I can think of two possible causes for polygamy:

(i) The shortage theory: Women naturally outnumber men in the world. In case this ratio becomes even more lopsided due to wars or disease, leading to a scarcity of men, polygamy may occur. This then begs the question, do women have to marry? I will answer that with the second cause.

(ii) “Only men can earn”: If society actively disapproves of women working outside the home or pursuing any job that earns a living, then women may be forced to marry, as it is the only approved “occupation”.

Both of these reasons may have been true in the past; they are certainly not true today. So why does polygamy still exist? Perhaps because there is a diluted version of this situation, in the form of scarcity of jobs, discrimination against women, lower education levels among women and poverty. To my mind, none of these reasons adequately explains polygamy. But perhaps in the minds of some women, these are valid reasons. Perhaps polygamy is their only option, or more likely, they think it is their only option.

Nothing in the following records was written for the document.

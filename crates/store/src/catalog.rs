//! SQLite-backed product catalog.

use async_trait::async_trait;
use chrono::Utc;
use common::ProductId;
use domain::{Money, Product, ProductLookup, RepositoryError};
use sqlx::sqlite::SqliteRow;
use sqlx::{Row, SqlitePool};

use crate::error::{Result, StoreError};

/// A catalog entry inserted by [`SqliteProductCatalog::seed_demo_products`].
struct DemoProduct {
    name: &'static str,
    description: &'static str,
    price_cents: i64,
    category: &'static str,
    version: &'static str,
    compatibility: &'static str,
}

const DEMO_PRODUCTS: &[DemoProduct] = &[
    DemoProduct {
        name: "Microsoft Office 365",
        description: "Complete productivity suite with Word, Excel, PowerPoint and more",
        price_cents: 9999,
        category: "Productivity",
        version: "2024",
        compatibility: "Windows, macOS",
    },
    DemoProduct {
        name: "Adobe Photoshop",
        description: "Industry-leading professional image editor",
        price_cents: 23988,
        category: "Design",
        version: "2024",
        compatibility: "Windows, macOS",
    },
    DemoProduct {
        name: "Visual Studio Code",
        description: "Free and powerful source code editor",
        price_cents: 0,
        category: "Development",
        version: "1.85",
        compatibility: "Windows, macOS, Linux",
    },
    DemoProduct {
        name: "Windows 11 Pro",
        description: "Latest Windows operating system for professionals",
        price_cents: 19999,
        category: "Operating System",
        version: "23H2",
        compatibility: "PC compatible",
    },
    DemoProduct {
        name: "AutoCAD 2024",
        description: "Computer-aided design software for architecture and engineering",
        price_cents: 169000,
        category: "Design",
        version: "2024",
        compatibility: "Windows, macOS",
    },
    DemoProduct {
        name: "Minecraft Java Edition",
        description: "Open-world building and adventure game",
        price_cents: 2695,
        category: "Games",
        version: "1.20.4",
        compatibility: "Windows, macOS, Linux",
    },
    DemoProduct {
        name: "Norton 360 Deluxe",
        description: "Complete antivirus protection for multiple devices",
        price_cents: 4999,
        category: "Security",
        version: "2024",
        compatibility: "Windows, macOS, Android, iOS",
    },
    DemoProduct {
        name: "Zoom Pro",
        description: "Professional video conferencing platform",
        price_cents: 14990,
        category: "Communication",
        version: "5.17",
        compatibility: "Windows, macOS, Linux, mobile",
    },
    DemoProduct {
        name: "Adobe Creative Suite",
        description: "Full collection of Adobe creative tools",
        price_cents: 59988,
        category: "Design",
        version: "2024",
        compatibility: "Windows, macOS",
    },
    DemoProduct {
        name: "IntelliJ IDEA Ultimate",
        description: "Advanced IDE for Java and other languages",
        price_cents: 49900,
        category: "Development",
        version: "2023.3",
        compatibility: "Windows, macOS, Linux",
    },
    DemoProduct {
        name: "Spotify Premium",
        description: "Ad-free music streaming",
        price_cents: 999,
        category: "Entertainment",
        version: "Subscription",
        compatibility: "Cross-platform",
    },
    DemoProduct {
        name: "VMware Workstation Pro",
        description: "Virtualization software for running multiple operating systems",
        price_cents: 24999,
        category: "Utilities",
        version: "17.0",
        compatibility: "Windows, Linux",
    },
];

const SELECT_PRODUCT: &str = r#"
    SELECT id, name, description, price_cents, category, version, compatibility, image_url,
           created_at, updated_at
    FROM products
"#;

/// Product catalog stored in the `products` table.
#[derive(Clone)]
pub struct SqliteProductCatalog {
    pool: SqlitePool,
}

impl SqliteProductCatalog {
    /// Creates a catalog over an already migrated pool.
    pub fn new(pool: SqlitePool) -> Self {
        Self { pool }
    }

    /// Gets a reference to the underlying connection pool.
    pub fn pool(&self) -> &SqlitePool {
        &self.pool
    }

    /// Inserts a product and returns it with the id assigned by SQLite.
    ///
    /// The id on the passed product is ignored.
    pub async fn insert(&self, product: Product) -> Result<Product> {
        if product.price.is_negative() {
            return Err(StoreError::InvalidRow(format!(
                "negative price {} for {}",
                product.price, product.name
            )));
        }

        let id: i64 = sqlx::query_scalar(
            r#"
            INSERT INTO products (name, description, price_cents, category, version,
                                  compatibility, image_url, created_at, updated_at)
            VALUES (?, ?, ?, ?, ?, ?, ?, ?, ?)
            RETURNING id
            "#,
        )
        .bind(&product.name)
        .bind(&product.description)
        .bind(product.price.cents())
        .bind(&product.category)
        .bind(&product.version)
        .bind(&product.compatibility)
        .bind(&product.image_url)
        .bind(product.created_at)
        .bind(product.updated_at)
        .fetch_one(&self.pool)
        .await?;

        Ok(Product {
            id: ProductId::new(id),
            ..product
        })
    }

    /// Changes the price of a product. Returns false if it does not exist.
    pub async fn set_price(&self, product_id: ProductId, price: Money) -> Result<bool> {
        let result =
            sqlx::query("UPDATE products SET price_cents = ?, updated_at = ? WHERE id = ?")
                .bind(price.cents())
                .bind(Utc::now())
                .bind(product_id.get())
                .execute(&self.pool)
                .await?;
        Ok(result.rows_affected() > 0)
    }

    /// Deletes a product. Cart lines referencing it go with it.
    pub async fn delete(&self, product_id: ProductId) -> Result<bool> {
        let result = sqlx::query("DELETE FROM products WHERE id = ?")
            .bind(product_id.get())
            .execute(&self.pool)
            .await?;
        Ok(result.rows_affected() > 0)
    }

    /// Returns the number of products in the catalog.
    pub async fn count(&self) -> Result<i64> {
        let count = sqlx::query_scalar("SELECT COUNT(*) FROM products")
            .fetch_one(&self.pool)
            .await?;
        Ok(count)
    }

    /// Loads a product by id.
    pub async fn get(&self, product_id: ProductId) -> Result<Option<Product>> {
        let row = sqlx::query(&format!("{SELECT_PRODUCT} WHERE id = ?"))
            .bind(product_id.get())
            .fetch_optional(&self.pool)
            .await?;

        row.as_ref().map(Self::row_to_product).transpose()
    }

    /// Fills an empty catalog with the demo software products.
    ///
    /// Returns the number of products inserted; 0 if the catalog already had
    /// rows.
    pub async fn seed_demo_products(&self) -> Result<usize> {
        if self.count().await? > 0 {
            tracing::debug!("catalog already populated, skipping demo seed");
            return Ok(0);
        }

        let mut tx = self.pool.begin().await?;
        let now = Utc::now();
        for demo in DEMO_PRODUCTS {
            sqlx::query(
                r#"
                INSERT INTO products (name, description, price_cents, category, version,
                                      compatibility, created_at, updated_at)
                VALUES (?, ?, ?, ?, ?, ?, ?, ?)
                "#,
            )
            .bind(demo.name)
            .bind(demo.description)
            .bind(demo.price_cents)
            .bind(demo.category)
            .bind(demo.version)
            .bind(demo.compatibility)
            .bind(now)
            .bind(now)
            .execute(&mut *tx)
            .await?;
        }
        tx.commit().await?;

        tracing::info!(count = DEMO_PRODUCTS.len(), "seeded demo products");
        Ok(DEMO_PRODUCTS.len())
    }

    fn row_to_product(row: &SqliteRow) -> Result<Product> {
        let price_cents: i64 = row.try_get("price_cents")?;
        if price_cents < 0 {
            return Err(StoreError::InvalidRow(format!(
                "negative price_cents {price_cents}"
            )));
        }

        Ok(Product {
            id: ProductId::new(row.try_get("id")?),
            name: row.try_get("name")?,
            description: row.try_get("description")?,
            price: Money::from_cents(price_cents),
            category: row.try_get("category")?,
            version: row.try_get("version")?,
            compatibility: row.try_get("compatibility")?,
            image_url: row.try_get("image_url")?,
            created_at: row.try_get("created_at")?,
            updated_at: row.try_get("updated_at")?,
        })
    }
}

#[async_trait]
impl ProductLookup for SqliteProductCatalog {
    async fn find_by_id(
        &self,
        product_id: ProductId,
    ) -> std::result::Result<Option<Product>, RepositoryError> {
        Ok(self.get(product_id).await?)
    }
}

We can see why some women practice polygamy. But why do the men practice polygamy? Just because they can?

Isn’t it sad that we are “civilized” and “modern”, and yet we have some people who think one half of the human race is somehow not equal, but are some kind of fractional human beings? That some people can see women not as equal partners in a marriage, but only as one-half, or one-fourth or one-twentieth of a man?

While Romney spoke, this thought stood like an elephant in the room, plainly visible, looming large. Yet everyone tiptoed around it, looked away and pretended the elephant did not exist.


5 thoughts on “Unequal music

  1. Actually, it is my understanding that only a very small proportion of Mormons actually practice polygamy. A large number of them actually discourage it.

    But what about the other side – what about women that willingly participate in polygamy? (Granted, the large majority of them probably do not – but I am also sure that there are those who do).

  2. Forget religious sanction for a moment. Why is it that laws prevent polygamy? Our social conditioning makes us abhor polygamy, but if a man decides to get a second wife (or a woman, a second husband), with the permission of the first spouse, why should laws disallow it? I do agree with you that a one-sided law (allowed for men, but not for women) does not make sense today.

  3. India is definitely doing its bit to fight polygyny. (i) is being taken care of by the female infanticide that keeps happening, yes even in the cities, and by so called ‘educated’ folk. (ii) is being tackled by the 33% reservation for women in every sector.

    PS: It is interesting to note that this spell checker has no problem with ‘polygamy’ but redlines ‘polygyny’. It is undoubtedly feminist.